Atheists are breeding themselves out of existence. Or rather, not breeding. The religious, meanwhile, have evolved to go forth and multiply - according to the media.
The first round of 'news' stories was based on a paper called The Reproductive Benefits of Religious Affiliation by Michael Blume. The story has now come back because of a paper by Robert Rowthorn: Religion, fertility and genes: a dual inheritance model
Blume says that religious people have evolved to produce more children than the non-religious, even in developed countries (he cites Switzerland as an example). He suggests that this is because belonging to a religious community provides more co-operation in child-rearing and that such communities particularly benefit women of reproductive age as religion promotes marriage and fidelity.
This got reported (for example in the Sunday Times) as 'over evolutionary timescales of hundreds or thousands of years, atheists had fewer children and the societies they belong to are likely to disappear'.
Evolutionary timescales are rather more than hundreds of years - unless you're a fruit fly. The reporting ignores many other key factors. For example, most atheists have religious parents, they don't just spontaneously generate. There are more openly atheist people now than there have ever been. Figures on church attendance, religious affiliation and belief in the UK, for example, showed a marked decline in younger people - who have yet to breed.
However, in many societies, it is still hard - even dangerous - to be openly atheist; social traditions that encourage and facilitate large families are likely to influence even non-believers who live (covertly) in them. The Atheist Doomsday scenario also ignores the fact that in third world countries, people have more children regardless of their religion because they are needed to work to support the family and because more children die young. The research looks only at birth rates, not long-term survival rates. While a country's religion may encourage this kind of breeding, there are many more factors than faith.
The reporting also assumes that the current geo-political and religious status quo will hold for long enough into the future for evolution to have an effect and for atheists to be wiped out. Moreover, religion may apparently encourage fidelity but human nature is sneaky just like all animal nature. Believers were delighted with March of the Penguins as it appeared to show faithful penguin couples - except they're not. Just like many other animals, penguins have evolved to be opportunistic and will sneak off for some extra-conjugal mating whenever they get the chance. If the punishment for being caught is high (like stoning, say), this may deter some but will just increase ingenuity in others who will pass on the sneaky gene to their children...
Furthermore, how many atheists were there even 2000 years ago let alone 100,000? Without knowing this, we can't even begin to look at any possible evolutionary effects. There was no non-believing control group in the Iron Age.
The Telegraph version of Robert Rowthorn's paper is 'Believers' gene will spread religion, says academic'.
Except he doesn't. Rowthorn posits various possible scenarios. One is that religion becomes more widespread because religious people breed more so the genetic propensity to believe and breed spreads. He mentions the Blume study. But in that study, religiosity is measured by attendance. This may work in most current Western cultures but in some parts of the world, non-attendance is almost impossible because of social pressures. Similarly, in Elizabethan times, it was illegal not to go to church so by that measure, everyone was religious.
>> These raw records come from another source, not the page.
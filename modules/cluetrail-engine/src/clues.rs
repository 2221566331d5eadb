//! Week-tiered clue pools and selection.
//!
//! Early weeks speak in riddles, week 3 narrows to the city, and from
//! week 4 the texts may interpolate literal target attributes (address,
//! rounded coordinates, numeric specs). Prize clues never interpolate
//! the target's brand or model, in any week.
//!
//! Selection is a pure function over (week, category, target, used set,
//! rng); recording the chosen key as used is the caller's job.

use std::collections::HashSet;

use rand::Rng;

use cluetrail_common::{ActiveTarget, ClueCategory};

/// Probability that a clue is flagged as deliberately misleading.
/// Opaque to the engine; downstream consumers decide what to do with it.
pub const MISLEADING_PROBABILITY: f64 = 0.25;

/// A candidate clue. `key` is the stable identity used for
/// repeat-avoidance markers; texts may carry `{city}`, `{address}`,
/// `{lat}`, `{lng}`, `{horsepower}` and `{color}` placeholders.
struct ClueTemplate {
    key: &'static str,
    title_it: &'static str,
    title_en: &'static str,
    text_it: &'static str,
    text_en: &'static str,
}

/// A clue chosen for delivery, fully rendered.
#[derive(Debug, Clone)]
pub struct SelectedClue {
    pub key: String,
    pub title_it: String,
    pub title_en: String,
    pub description_it: String,
    pub description_en: String,
    pub is_misleading: bool,
}

// --- Pools ---

const LOCATION_VAGUE: &[ClueTemplate] = &[
    ClueTemplate {
        key: "loc-vague-north",
        title_it: "Guarda a nord",
        title_en: "Look north",
        text_it: "La meta è più a nord di quanto pensi.",
        text_en: "The goal lies further north than you think.",
    },
    ClueTemplate {
        key: "loc-vague-water",
        title_it: "Acqua vicina",
        title_en: "Near water",
        text_it: "Un corso d'acqua scorre non lontano dal punto che cerchi.",
        text_en: "A waterway flows not far from the spot you seek.",
    },
    ClueTemplate {
        key: "loc-vague-old-stones",
        title_it: "Pietre antiche",
        title_en: "Ancient stones",
        text_it: "Dove la storia ha lasciato le sue pietre, la ricerca comincia.",
        text_en: "Where history left its stones, the search begins.",
    },
    ClueTemplate {
        key: "loc-vague-crowds",
        title_it: "Lontano dalla folla",
        title_en: "Away from the crowd",
        text_it: "Il premio non ama la folla: cerca dove il rumore si spegne.",
        text_en: "The prize avoids crowds: look where the noise dies down.",
    },
    ClueTemplate {
        key: "loc-vague-sunset",
        title_it: "Verso il tramonto",
        title_en: "Toward the sunset",
        text_it: "Segui la direzione del sole quando scende.",
        text_en: "Follow the direction of the sun as it sets.",
    },
    ClueTemplate {
        key: "loc-vague-hills",
        title_it: "Tra le colline",
        title_en: "Among the hills",
        text_it: "Un saliscendi di colline custodisce il segreto.",
        text_en: "Rolling hills guard the secret.",
    },
];

const LOCATION_MEDIUM: &[ClueTemplate] = &[
    ClueTemplate {
        key: "loc-medium-city",
        title_it: "La città giusta",
        title_en: "The right city",
        text_it: "Il punto che cerchi respira l'aria di {city}.",
        text_en: "The spot you seek breathes the air of {city}.",
    },
    ClueTemplate {
        key: "loc-medium-outskirts",
        title_it: "Ai margini",
        title_en: "On the outskirts",
        text_it: "Non nel cuore di {city}, ma nemmeno troppo lontano dalle sue strade.",
        text_en: "Not in the heart of {city}, but not far from its streets either.",
    },
    ClueTemplate {
        key: "loc-medium-district",
        title_it: "Il quartiere",
        title_en: "The district",
        text_it: "Un quartiere tranquillo di {city} nasconde più di quanto mostri.",
        text_en: "A quiet district of {city} hides more than it shows.",
    },
    ClueTemplate {
        key: "loc-medium-bearing",
        title_it: "La rotta",
        title_en: "The bearing",
        text_it: "Da {city}, la rotta giusta è questione di pochi chilometri.",
        text_en: "From {city}, the right bearing is a matter of a few kilometers.",
    },
    ClueTemplate {
        key: "loc-medium-ring",
        title_it: "Il perimetro",
        title_en: "The perimeter",
        text_it: "Traccia un cerchio attorno a {city}: il premio non ne esce.",
        text_en: "Draw a circle around {city}: the prize never leaves it.",
    },
];

const LOCATION_PRECISE: &[ClueTemplate] = &[
    ClueTemplate {
        key: "loc-precise-address",
        title_it: "L'indirizzo",
        title_en: "The address",
        text_it: "Qualcuno ha scritto {address} su un biglietto. Non perderlo.",
        text_en: "Someone wrote {address} on a note. Don't lose it.",
    },
    ClueTemplate {
        key: "loc-precise-coords",
        title_it: "Le coordinate",
        title_en: "The coordinates",
        text_it: "{lat}, {lng}: numeri che valgono più di mille parole.",
        text_en: "{lat}, {lng}: numbers worth more than a thousand words.",
    },
    ClueTemplate {
        key: "loc-precise-street",
        title_it: "La strada",
        title_en: "The street",
        text_it: "La strada che cerchi passa per {address}, {city}.",
        text_en: "The street you are looking for runs through {address}, {city}.",
    },
    ClueTemplate {
        key: "loc-precise-latitude",
        title_it: "La latitudine",
        title_en: "The latitude",
        text_it: "Fermati quando la latitudine segna {lat}.",
        text_en: "Stop when the latitude reads {lat}.",
    },
    ClueTemplate {
        key: "loc-precise-few-steps",
        title_it: "Pochi passi",
        title_en: "A few steps",
        text_it: "Da {address} bastano pochi passi.",
        text_en: "From {address}, a few steps are enough.",
    },
];

const PRIZE_VAGUE: &[ClueTemplate] = &[
    ClueTemplate {
        key: "prize-vague-four-wheels",
        title_it: "Quattro ruote",
        title_en: "Four wheels",
        text_it: "Quattro ruote, un sogno: il resto devi scoprirlo tu.",
        text_en: "Four wheels and a dream: the rest is yours to discover.",
    },
    ClueTemplate {
        key: "prize-vague-keys",
        title_it: "Le chiavi",
        title_en: "The keys",
        text_it: "Un mazzo di chiavi aspetta una mano che lo meriti.",
        text_en: "A set of keys awaits a hand that deserves it.",
    },
    ClueTemplate {
        key: "prize-vague-heartbeat",
        title_it: "Il battito",
        title_en: "The heartbeat",
        text_it: "Il suo cuore batte solo quando gira la chiave.",
        text_en: "Its heart only beats when the key turns.",
    },
    ClueTemplate {
        key: "prize-vague-garage",
        title_it: "Al coperto",
        title_en: "Under cover",
        text_it: "Dorme al coperto, lucida come il primo giorno.",
        text_en: "It sleeps indoors, as polished as day one.",
    },
    ClueTemplate {
        key: "prize-vague-road",
        title_it: "Nata per la strada",
        title_en: "Born for the road",
        text_it: "Non è fatta per stare ferma.",
        text_en: "It was not built to stand still.",
    },
    ClueTemplate {
        key: "prize-vague-dream",
        title_it: "Un sogno",
        title_en: "A dream",
        text_it: "C'è chi la disegna sui quaderni e chi la vincerà.",
        text_en: "Some sketch it in notebooks; someone will win it.",
    },
];

const PRIZE_MEDIUM: &[ClueTemplate] = &[
    ClueTemplate {
        key: "prize-medium-leather",
        title_it: "Pelle e cuciture",
        title_en: "Leather and stitching",
        text_it: "Dentro, pelle cucita a mano. Fuori, una linea che non dimentichi.",
        text_en: "Hand-stitched leather inside; a silhouette you won't forget outside.",
    },
    ClueTemplate {
        key: "prize-medium-two-seats",
        title_it: "Due posti",
        title_en: "Two seats",
        text_it: "Due posti soltanto: uno è per te.",
        text_en: "Only two seats: one of them is yours.",
    },
    ClueTemplate {
        key: "prize-medium-coupe",
        title_it: "Una coupé",
        title_en: "A coupé",
        text_it: "Profilo basso, tetto che scende deciso: una coupé da manuale.",
        text_en: "Low profile, a roofline that drops sharply: a textbook coupé.",
    },
    ClueTemplate {
        key: "prize-medium-exhaust",
        title_it: "La voce",
        title_en: "The voice",
        text_it: "La riconosceresti a occhi chiusi, dal timbro dello scarico.",
        text_en: "You would recognize it with your eyes closed, by the note of its exhaust.",
    },
    ClueTemplate {
        key: "prize-medium-speed",
        title_it: "Oltre i 250",
        title_en: "Past 250",
        text_it: "Il tachimetro va ben oltre i 250.",
        text_en: "The speedometer reads well past 250.",
    },
];

const PRIZE_PRECISE: &[ClueTemplate] = &[
    ClueTemplate {
        key: "prize-precise-horsepower",
        title_it: "I cavalli",
        title_en: "The horses",
        text_it: "{horsepower} cavalli scalpitano sotto il cofano.",
        text_en: "{horsepower} horses stamp under the hood.",
    },
    ClueTemplate {
        key: "prize-precise-color",
        title_it: "La livrea",
        title_en: "The livery",
        text_it: "La sua livrea è {color}: la vedrai da lontano.",
        text_en: "Its livery is {color}: you will spot it from afar.",
    },
    ClueTemplate {
        key: "prize-precise-parked",
        title_it: "Custodita",
        title_en: "Kept safe",
        text_it: "È custodita a due passi da {address}.",
        text_en: "It is kept a stone's throw from {address}.",
    },
    ClueTemplate {
        key: "prize-precise-city",
        title_it: "La sua città",
        title_en: "Its city",
        text_it: "Respira l'aria di {city} da settimane, senza farsi notare.",
        text_en: "It has been breathing the air of {city} for weeks, unnoticed.",
    },
    ClueTemplate {
        key: "prize-precise-coords",
        title_it: "Numeri precisi",
        title_en: "Precise numbers",
        text_it: "Cerca vicino a {lat}, {lng}. Più vicino di così non si può.",
        text_en: "Search near {lat}, {lng}. It does not get closer than this.",
    },
    ClueTemplate {
        key: "prize-precise-plates",
        title_it: "Senza targa",
        title_en: "No plates",
        text_it: "Non ha ancora una targa: il primo viaggio sarà tuo.",
        text_en: "It has no plates yet: the first drive will be yours.",
    },
];

fn pool_for(week: u32, category: ClueCategory) -> &'static [ClueTemplate] {
    match (category, week) {
        (ClueCategory::Location, 0..=2) => LOCATION_VAGUE,
        (ClueCategory::Location, 3) => LOCATION_MEDIUM,
        (ClueCategory::Location, _) => LOCATION_PRECISE,
        (ClueCategory::Prize, 0..=2) => PRIZE_VAGUE,
        (ClueCategory::Prize, 3) => PRIZE_MEDIUM,
        (ClueCategory::Prize, _) => PRIZE_PRECISE,
    }
}

/// Number of candidates in the pool for a given week and category.
/// Exposed so callers can reason about pool exhaustion.
pub fn pool_size(week: u32, category: ClueCategory) -> usize {
    pool_for(week, category).len()
}

/// A template is renderable when every optional attribute it references
/// is present on the target. Required attributes (city, address,
/// coordinates) always render.
fn is_renderable(t: &ClueTemplate, target: &ActiveTarget) -> bool {
    (!t.text_it.contains("{horsepower}") || target.horsepower.is_some())
        && (!t.text_it.contains("{color}") || target.color.is_some())
}

fn render(text: &str, target: &ActiveTarget) -> String {
    let mut out = text.replace("{city}", &target.city);
    out = out.replace("{address}", &target.address);
    out = out.replace("{lat}", &format!("{:.3}", target.lat));
    out = out.replace("{lng}", &format!("{:.3}", target.lng));
    if let Some(hp) = target.horsepower {
        out = out.replace("{horsepower}", &hp.to_string());
    }
    if let Some(color) = &target.color {
        out = out.replace("{color}", color);
    }
    out
}

/// Pick a clue for (week, category), avoiding keys already in `used`
/// when possible. An exhausted pool falls back to repetition rather
/// than failing the action.
pub fn select_clue(
    week: u32,
    category: ClueCategory,
    target: &ActiveTarget,
    used: &HashSet<String>,
    rng: &mut impl Rng,
) -> SelectedClue {
    let renderable: Vec<&ClueTemplate> = pool_for(week, category)
        .iter()
        .filter(|t| is_renderable(t, target))
        .collect();

    let fresh: Vec<&ClueTemplate> = renderable
        .iter()
        .copied()
        .filter(|t| !used.contains(t.key))
        .collect();

    let candidates = if fresh.is_empty() { &renderable } else { &fresh };
    let chosen = candidates[rng.random_range(0..candidates.len())];

    SelectedClue {
        key: chosen.key.to_string(),
        title_it: chosen.title_it.to_string(),
        title_en: chosen.title_en.to_string(),
        description_it: render(chosen.text_it, target),
        description_en: render(chosen.text_en, target),
        is_misleading: rng.random_bool(MISLEADING_PROBABILITY),
    }
}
In addition, Rowthorn says that 'heritability studies suggest there is currently significant variation in genetic predisposition towards religion'. So not all religous people are equally religious although he does assume that 'all religious adults... have the same fertility irrespective of their genes', which is quite a big assumption.
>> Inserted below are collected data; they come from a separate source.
/// Result type alias for engine operations.
pub type Result<T> = std::result::Result<T, EngineError>;

#[derive(Debug, thiserror::Error)]
pub enum EngineError {
    #[error("daily buzz limit reached")]
    DailyCeiling,

    #[error("no active target configured")]
    NoActiveTarget,

    #[error("database error: {0}")]
    Database(#[from] anyhow::Error),
}
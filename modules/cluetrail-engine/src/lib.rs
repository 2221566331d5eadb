//! Core clue & search-radius generation engine.
//!
//! Converts one user buzz action into a price on the progressive curve,
//! a clue drawn from week-tiered pools, and (optionally) the next
//! generation of the user's shrinking search area. All durable state
//! lives behind the [`BuzzStore`] seam.

pub mod area;
pub mod clues;
pub mod engine;
pub mod error;
pub mod pricing;
pub mod traits;

pub use clues::{pool_size, select_clue, SelectedClue, MISLEADING_PROBABILITY};
pub use engine::{AreaOutcome, BuzzEngine, BuzzOutcome, BuzzRequest};
pub use error::{EngineError, Result};
pub use pricing::{price_cents, DAILY_BUZZ_CEILING};
pub use traits::{BuzzStore, Notifier};
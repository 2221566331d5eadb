//! Store and notification seams for the buzz engine.
//!
//! Implemented by `PgBuzzStore` (postgres) and by in-memory fakes in
//! the engine's integration tests.

use std::collections::HashSet;

use anyhow::Result;
use async_trait::async_trait;
use chrono::NaiveDate;
use uuid::Uuid;

use cluetrail_common::{ActiveTarget, AuditEntry, ClueCategory, NewClue, NewSearchArea, SearchArea};

/// Durable state the engine reads and writes during one buzz action.
#[async_trait]
pub trait BuzzStore: Send + Sync {
    /// Atomically increment and return the user's buzz count for `day`.
    ///
    /// Must be a single store-level increment-and-return, not a
    /// read-then-write, so the daily counter invariant holds under
    /// concurrent actions from the same user.
    async fn increment_daily_counter(&self, user_id: Uuid, day: NaiveDate) -> Result<u32>;

    /// The single active target, if one is configured.
    async fn active_target(&self) -> Result<Option<ActiveTarget>>;

    /// Clue keys already shown to this user for (week, category).
    async fn used_clue_keys(
        &self,
        user_id: Uuid,
        week: u32,
        category: ClueCategory,
    ) -> Result<HashSet<String>>;

    /// Persist an issued clue. Returns the new clue's id.
    async fn insert_clue(&self, clue: &NewClue) -> Result<Uuid>;

    /// Record a clue key as used for (user, week, category).
    async fn mark_clue_used(
        &self,
        user_id: Uuid,
        week: u32,
        category: ClueCategory,
        clue_key: &str,
    ) -> Result<()>;

    /// All of a user's search areas, oldest generation first.
    async fn search_areas(&self, user_id: Uuid) -> Result<Vec<SearchArea>>;

    /// Persist a new search-area generation. Returns the new row's id.
    async fn insert_search_area(&self, area: &NewSearchArea) -> Result<Uuid>;

    /// Append one line to the reconciliation trail.
    async fn record_audit(&self, entry: &AuditEntry) -> Result<()>;
}

/// Sink for user-facing notification records.
#[async_trait]
pub trait Notifier: Send + Sync {
    async fn notify(&self, user_id: Uuid, title: &str, body: &str) -> Result<()>;
}

// Both seams are also implemented for Arc<T> so tests can keep a handle
// on the store for assertions after handing it to the engine.

#[async_trait]
impl<T: BuzzStore> BuzzStore for std::sync::Arc<T> {
    async fn increment_daily_counter(&self, user_id: Uuid, day: NaiveDate) -> Result<u32> {
        (**self).increment_daily_counter(user_id, day).await
    }

    async fn active_target(&self) -> Result<Option<ActiveTarget>> {
        (**self).active_target().await
    }

    async fn used_clue_keys(
        &self,
        user_id: Uuid,
        week: u32,
        category: ClueCategory,
    ) -> Result<HashSet<String>> {
        (**self).used_clue_keys(user_id, week, category).await
    }

    async fn insert_clue(&self, clue: &NewClue) -> Result<Uuid> {
        (**self).insert_clue(clue).await
    }

    async fn mark_clue_used(
        &self,
        user_id: Uuid,
        week: u32,
        category: ClueCategory,
        clue_key: &str,
    ) -> Result<()> {
        (**self).mark_clue_used(user_id, week, category, clue_key).await
    }

    async fn search_areas(&self, user_id: Uuid) -> Result<Vec<SearchArea>> {
        (**self).search_areas(user_id).await
    }

    async fn insert_search_area(&self, area: &NewSearchArea) -> Result<Uuid> {
        (**self).insert_search_area(area).await
    }

    async fn record_audit(&self, entry: &AuditEntry) -> Result<()> {
        (**self).record_audit(entry).await
    }
}

#[async_trait]
impl<T: Notifier> Notifier for std::sync::Arc<T> {
    async fn notify(&self, user_id: Uuid, title: &str, body: &str) -> Result<()> {
        (**self).notify(user_id, title, body).await
    }
}
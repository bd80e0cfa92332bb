//! In-memory binding storage.

use std::{
    collections::HashMap,
    sync::{PoisonError, RwLock},
};

use agent_bridge_core::{BindingStore, BridgeError, Session};
use async_trait::async_trait;

/// In-memory binding store.
///
/// The default for single-process deployments. Bindings are lost on
/// restart; the registry rebinds by agent name on next contact.
pub struct MemoryBindingStore {
    sessions: RwLock<HashMap<String, Session>>,
}

impl MemoryBindingStore {
    /// Create a new in-memory store.
    #[must_use]
    pub fn new() -> Self {
        Self {
            sessions: RwLock::new(HashMap::new()),
        }
    }
}

impl Default for MemoryBindingStore {
    fn default() -> Self {
        Self::new()
    }
}

#[allow(clippy::needless_pass_by_value)]
fn poisoned<T>(e: PoisonError<T>) -> BridgeError {
    BridgeError::Permanent {
        status: None,
        message: format!("binding store lock poisoned: {e}"),
    }
}

#[async_trait]
impl BindingStore for MemoryBindingStore {
    async fn get(&self, session_key: &str) -> Result<Option<Session>, BridgeError> {
        Ok(self
            .sessions
            .read()
            .map_err(poisoned)?
            .get(session_key)
            .cloned())
    }

    async fn put(&self, session: Session) -> Result<(), BridgeError> {
        self.sessions
            .write()
            .map_err(poisoned)?
            .insert(session.session_key.clone(), session);
        Ok(())
    }

    async fn touch(&self, session_key: &str, now: i64) -> Result<(), BridgeError> {
        let mut sessions = self.sessions.write().map_err(poisoned)?;
        if let Some(session) = sessions.get_mut(session_key) {
            session.last_active_at = session.last_active_at.max(now);
        }
        Ok(())
    }

    async fn remove(&self, session_key: &str) -> Result<Option<Session>, BridgeError> {
        Ok(self.sessions.write().map_err(poisoned)?.remove(session_key))
    }

    async fn list(&self) -> Result<Vec<Session>, BridgeError> {
        let sessions = self.sessions.read().map_err(poisoned)?;
        let mut result: Vec<Session> = sessions.values().cloned().collect();

        // Most recently active first
        result.sort_by(|a, b| b.last_active_at.cmp(&a.last_active_at));

        Ok(result)
    }
}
Another scenario is that religions where people do not marry out will continue to breed at a much faster rate than the rest of the population - he cites the Amish and Haredi Jews as examples. However, Rowthorn points out that while they could vastly increase their numbers, as groups grow, the chances of defection increase as members are more likely to come into contact with outsiders and because it is harder to control larger groups. As people from third world countries move to the West, there will be economic restraints on having very large families to factor in.
He doesn't look at the problems of inbreeding in such groups, which may reduce survival fitness as harmful mutations spread.
Finally, he posits a scenario where defectors from religions take their religious genes with them. Presumably these are the weaker variants or people wouldn't be able to lose their religion in the first place. Going with his argument, these defectors will take their genes into the general population where they will manifest themselves in secular ways, for example as a respect for authority. He doesn't consider, for example, the fact that some defectors leave because they are gay and can live openly in mainstream society. The likelihood of them breeding is considerably reduced (although not eliminated).
Two rather over-simplified papers base their findings on very narrow parameters and assumptions, ignore complicating factors and other potential influences (culture, economics for example) even though genes never work in isolation but in tandem with the environment. They are reported as heralding the death of atheism.
It's true that some developed countries are producing fewer children. Just to muddy the waters, the birth rate in Italy and Ireland, strongly Catholic countries, is also falling as people ignore the priests and control their fertility.
While some religious groups in this country might be only too happy to see the death of the 'Dawkins' gene, they might also like to consider the scare stories about how Muslims will out-breed all other groups in Europe. Not so smug now, then.